Equine Adenovirus is a DNA virus from the Adenoviridae family which is widely distributed in the horse population worldwide.

Most infections are subclinical and it can persist in the upper respiratory tract of adult horses in a carrier state.

The typical isolates are referred to as equine adenovirus type 1 and an equine adenovirus type 2 has been isolated in some cases.

Adenovirus is an important cause of morbidity and mortality, causing necrotising bronchiolitis in Arabian foals suffering from Equine Severe Combined Immune Deficiency, which is characterised by the absence of functional B and T lymphocytes.

The virus is acquired as a droplet or close-contact respiratory or ocular infection. The virus then replicates in epithelial cells throughout the respiratory tract, producing lysis and sloughing of these cells and a hyperplastic response in the remaining cells. Immunocompetent horses recover within 10 days, but mixed infections with other viruses and bacteria may cause more severe and prolonged disease. The virus can also infect cells in the gastrointestinal tract and can be shed in the faeces.

Clinical Signs

In adults, infection can cause: acute upper respiratory disease with nasal discharge and conjunctivitis, bronchopneumonia, GI tract infection leading to loose faeces.

There may also be coughing after exercise and enlarged submandibular lymph nodes.

In foals with immunodeficiency, infection is characterised by: intermittent fever, rhinitis, conjunctivitis, pneumonia and diarrhoea. Foals appear normal at birth, develop clinical signs between 2 and 6 weeks, and die within 2 weeks.

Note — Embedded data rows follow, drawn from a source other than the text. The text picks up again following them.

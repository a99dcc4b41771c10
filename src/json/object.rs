//! # Materialized JSON Values
//!
//! `ObjectBuilder` is an [`EventSink`] that materializes the reader's event
//! stream into a navigable `JsonValue` tree. Containers are kept on a
//! stack while in progress; closing a container attaches it to its parent,
//! and the last value standing when the stack empties becomes the root.
//!
//! Object member order is preserved for iteration. A duplicate key
//! overwrites the earlier value in place (last write wins). The tree owns
//! its children exclusively; dropping the root drops everything below it.

use smallvec::SmallVec;
use std::ops::Index;

use super::parser::EventSink;
use crate::types::ValueError;

/// A node in the materialized JSON tree.
#[derive(Debug, Clone, PartialEq)]
pub enum JsonValue {
    Null,
    Bool(bool),
    Number(f64),
    String(String),
    Array(Vec<JsonValue>),
    Object(Vec<(String, JsonValue)>),
}

static NULL: JsonValue = JsonValue::Null;

impl JsonValue {
    fn type_name(&self) -> &'static str {
        match self {
            JsonValue::Null => "null",
            JsonValue::Bool(_) => "boolean",
            JsonValue::Number(_) => "number",
            JsonValue::String(_) => "string",
            JsonValue::Array(_) => "array",
            JsonValue::Object(_) => "object",
        }
    }

    /// Number accessor, truncated toward zero.
    pub fn as_long(&self) -> Result<i64, ValueError> {
        match self {
            JsonValue::Number(n) => Ok(*n as i64),
            other => Err(mismatch("number", other)),
        }
    }

    /// Number accessor.
    pub fn as_double(&self) -> Result<f64, ValueError> {
        match self {
            JsonValue::Number(n) => Ok(*n),
            other => Err(mismatch("number", other)),
        }
    }

    /// String accessor.
    pub fn as_str(&self) -> Result<&str, ValueError> {
        match self {
            JsonValue::String(s) => Ok(s.as_str()),
            other => Err(mismatch("string", other)),
        }
    }

    /// Boolean accessor.
    pub fn as_bool(&self) -> Result<bool, ValueError> {
        match self {
            JsonValue::Bool(b) => Ok(*b),
            other => Err(mismatch("boolean", other)),
        }
    }

    /// Array accessor.
    pub fn as_array(&self) -> Result<&[JsonValue], ValueError> {
        match self {
            JsonValue::Array(items) => Ok(items.as_slice()),
            other => Err(mismatch("array", other)),
        }
    }

    /// Object accessor, members in insertion order.
    pub fn as_object(&self) -> Result<&[(String, JsonValue)], ValueError> {
        match self {
            JsonValue::Object(entries) => Ok(entries.as_slice()),
            other => Err(mismatch("object", other)),
        }
    }

    /// Returns true if this node is `Null`.
    pub fn is_null(&self) -> bool {
        matches!(self, JsonValue::Null)
    }

    /// Object member lookup.
    pub fn get(&self, key: &str) -> Option<&JsonValue> {
        match self {
            JsonValue::Object(entries) => {
                entries.iter().find(|(k, _)| k == key).map(|(_, v)| v)
            }
            _ => None,
        }
    }

    /// Array element lookup.
    pub fn at(&self, index: usize) -> Option<&JsonValue> {
        match self {
            JsonValue::Array(items) => items.get(index),
            _ => None,
        }
    }

    /// Replays this value's event stream into `sink`, in document order.
    pub fn emit<C: EventSink>(&self, sink: &mut C) {
        match self {
            JsonValue::Null => sink.null_value(),
            JsonValue::Bool(b) => sink.boolean(*b),
            JsonValue::Number(n) => sink.number(*n),
            JsonValue::String(s) => sink.string(s),
            JsonValue::Array(items) => {
                sink.begin_array();
                for item in items {
                    item.emit(sink);
                }
                sink.end_array();
            }
            JsonValue::Object(entries) => {
                sink.begin_object();
                for (key, value) in entries {
                    sink.key(key);
                    value.emit(sink);
                }
                sink.end_object();
            }
        }
    }
}

fn mismatch(expected: &'static str, found: &JsonValue) -> ValueError {
    ValueError::KindMismatch {
        expected,
        found: found.type_name(),
    }
}

/// Missing keys index to `Null` so navigation chains stay total.
impl Index<&str> for JsonValue {
    type Output = JsonValue;

    fn index(&self, key: &str) -> &JsonValue {
        self.get(key).unwrap_or(&NULL)
    }
}

/// Out-of-range indexes yield `Null` so navigation chains stay total.
impl Index<usize> for JsonValue {
    type Output = JsonValue;

    fn index(&self, index: usize) -> &JsonValue {
        self.at(index).unwrap_or(&NULL)
    }
}

enum Frame {
    Object {
        entries: Vec<(String, JsonValue)>,
        pending_key: Option<String>,
    },
    Array(Vec<JsonValue>),
}

/// Event sink that materializes the document tree.
///
/// `root()` is meaningful only after a successful parse; an aborted parse
/// leaves the builder mid-construction and its state must be discarded.
#[derive(Default)]
pub struct ObjectBuilder {
    stack: SmallVec<[Frame; 8]>,
    root: Option<JsonValue>,
}

impl ObjectBuilder {
    pub fn new() -> Self {
        Self::default()
    }

    /// Borrows the root value, if a complete document has been built.
    pub fn root(&self) -> Option<&JsonValue> {
        self.root.as_ref()
    }

    /// Takes the root value out of the builder.
    pub fn take_root(&mut self) -> Option<JsonValue> {
        self.root.take()
    }

    fn attach(&mut self, value: JsonValue) {
        match self.stack.last_mut() {
            None => self.root = Some(value),
            Some(Frame::Array(items)) => items.push(value),
            Some(Frame::Object {
                entries,
                pending_key,
            }) => {
                if let Some(key) = pending_key.take() {
                    match entries.iter_mut().find(|(k, _)| *k == key) {
                        Some(slot) => slot.1 = value,
                        None => entries.push((key, value)),
                    }
                }
            }
        }
    }
}

impl EventSink for ObjectBuilder {
    fn begin_object(&mut self) {
        self.stack.push(Frame::Object {
            entries: Vec::new(),
            pending_key: None,
        });
    }

    fn end_object(&mut self) {
        if let Some(Frame::Object { entries, .. }) = self.stack.pop() {
            self.attach(JsonValue::Object(entries));
        }
    }

    fn key(&mut self, key: &str) {
        if let Some(Frame::Object { pending_key, .. }) = self.stack.last_mut() {
            *pending_key = Some(key.to_string());
        }
    }

    fn begin_array(&mut self) {
        self.stack.push(Frame::Array(Vec::new()));
    }

    fn end_array(&mut self) {
        if let Some(Frame::Array(items)) = self.stack.pop() {
            self.attach(JsonValue::Array(items));
        }
    }

    fn number(&mut self, value: f64) {
        self.attach(JsonValue::Number(value));
    }

    fn string(&mut self, value: &str) {
        self.attach(JsonValue::String(value.to_string()));
    }

    fn boolean(&mut self, value: bool) {
        self.attach(JsonValue::Bool(value));
    }

    fn null_value(&mut self) {
        self.attach(JsonValue::Null);
    }
}

#[cfg(test)]
mod tests {
    use super::*;
    use crate::json::parser::{Mode, Reader};

    fn build(input: &str) -> JsonValue {
        let mut reader =
            Reader::from_bytes(input.as_bytes(), ObjectBuilder::new(), Mode::Strict);
        assert!(reader.parse().unwrap());
        reader.into_sink().take_root().unwrap()
    }

    #[test]
    fn scalars_become_the_root() {
        assert_eq!(build("42"), JsonValue::Number(42.0));
        assert_eq!(build("true"), JsonValue::Bool(true));
        assert_eq!(build("null"), JsonValue::Null);
    }

    #[test]
    fn containers_nest() {
        let root = build(r#"{ "a" : [ 1, { "b" : "x" } ] }"#);
        assert_eq!(root["a"][0].as_long().unwrap(), 1);
        assert_eq!(root["a"][1]["b"].as_str().unwrap(), "x");
    }

    #[test]
    fn member_order_is_preserved() {
        let root = build(r#"{ "z" : 1, "a" : 2, "m" : 3 }"#);
        let keys: Vec<&str> = root
            .as_object()
            .unwrap()
            .iter()
            .map(|(k, _)| k.as_str())
            .collect();
        assert_eq!(keys, vec!["z", "a", "m"]);
    }

    #[test]
    fn duplicate_keys_take_the_last_value() {
        let root = build(r#"{ "k" : 1, "other" : 2, "k" : 3 }"#);
        assert_eq!(root["k"].as_long().unwrap(), 3);
        assert_eq!(root.as_object().unwrap().len(), 2);
    }

    #[test]
    fn wrong_variant_access_is_a_typed_error() {
        let root = build(r#"{ "n" : 1 }"#);
        assert_eq!(
            root["n"].as_str(),
            Err(ValueError::KindMismatch {
                expected: "string",
                found: "number"
            })
        );
        assert_eq!(
            root.as_array(),
            Err(ValueError::KindMismatch {
                expected: "array",
                found: "object"
            })
        );
    }

    #[test]
    fn missing_members_index_to_null() {
        let root = build(r#"{ "a" : [ 1 ] }"#);
        assert!(root["nope"].is_null());
        assert!(root["a"][7].is_null());
        assert!(root["a"][0]["deeper"].is_null());
    }

    #[test]
    fn emit_replays_the_event_stream() {
        let root = build(r#"{ "a" : [ 1, true, null ], "b" : "s" }"#);
        let mut rebuilt = ObjectBuilder::new();
        root.emit(&mut rebuilt);
        assert_eq!(rebuilt.take_root().unwrap(), root);
    }

    #[test]
    fn aborted_parse_leaves_no_root() {
        let mut reader = Reader::from_bytes(
            br#"{ "a" : [ 1, 2"#,
            ObjectBuilder::new(),
            Mode::Lenient,
        );
        assert_eq!(reader.parse().unwrap(), false);
        assert!(reader.into_sink().take_root().is_none());
    }
}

Immunocompetent foals exposed to adenovirus may develop conjunctivitis, dyspnoea, fever, coughing and diarrhoea. It is rarely fatal, but deaths have been documented when several different pathogens have been involved.


Virus isolation from nasopharyngeal and conjunctival swabs during the acute phase of infection is possible but not frequently reported.

Adenovirus can also be detected in fecal samples by electron microscopy.

Seroconversion can be detected by serum neutralisation of haemagglutination inhibition (HI) of paired samples collected 10-14 days apart.

In Arab foals, diagnosis is usually made at necropsy:

Gross findings include: necrotizing bronchiolitis, interstitial pneumonia, fibrin and hyalin membranes within the alveoli. There is atelectasis and consolidation of lobules in cranioventral region. A mucopurulent exudate can be found in the airways. The lymph nodes, spleen and thymus are small with virtually no germinal centres. Foci of abscess formation due to bacterial infection are frequently present.

Histologically: Bronchiolar obstruction by sloughed debris is evident. Large basophilic intranuclear inclusion bodies occur in respiratory epithelial cells and sometimes in the epithelial cells of the salivary glands and ducts, the conjunctiva, the pancreas, the bladder and the small intestine.

Adenovirus can usually be isolated from lung tissue. Primary equine kidney cells are the cell line of choice for virus isolation.


No treatment recommendations exist for foals with [[SCID. The prognosis is grave and foals usually die within 2 weeks of infection.

Adult horses rarely show significant disease, but supportive care such as antibiotic cover to prevent secondary infections, mucolytics and anti-inflammatories can be given if necessary. Horses usually recover within 10 days.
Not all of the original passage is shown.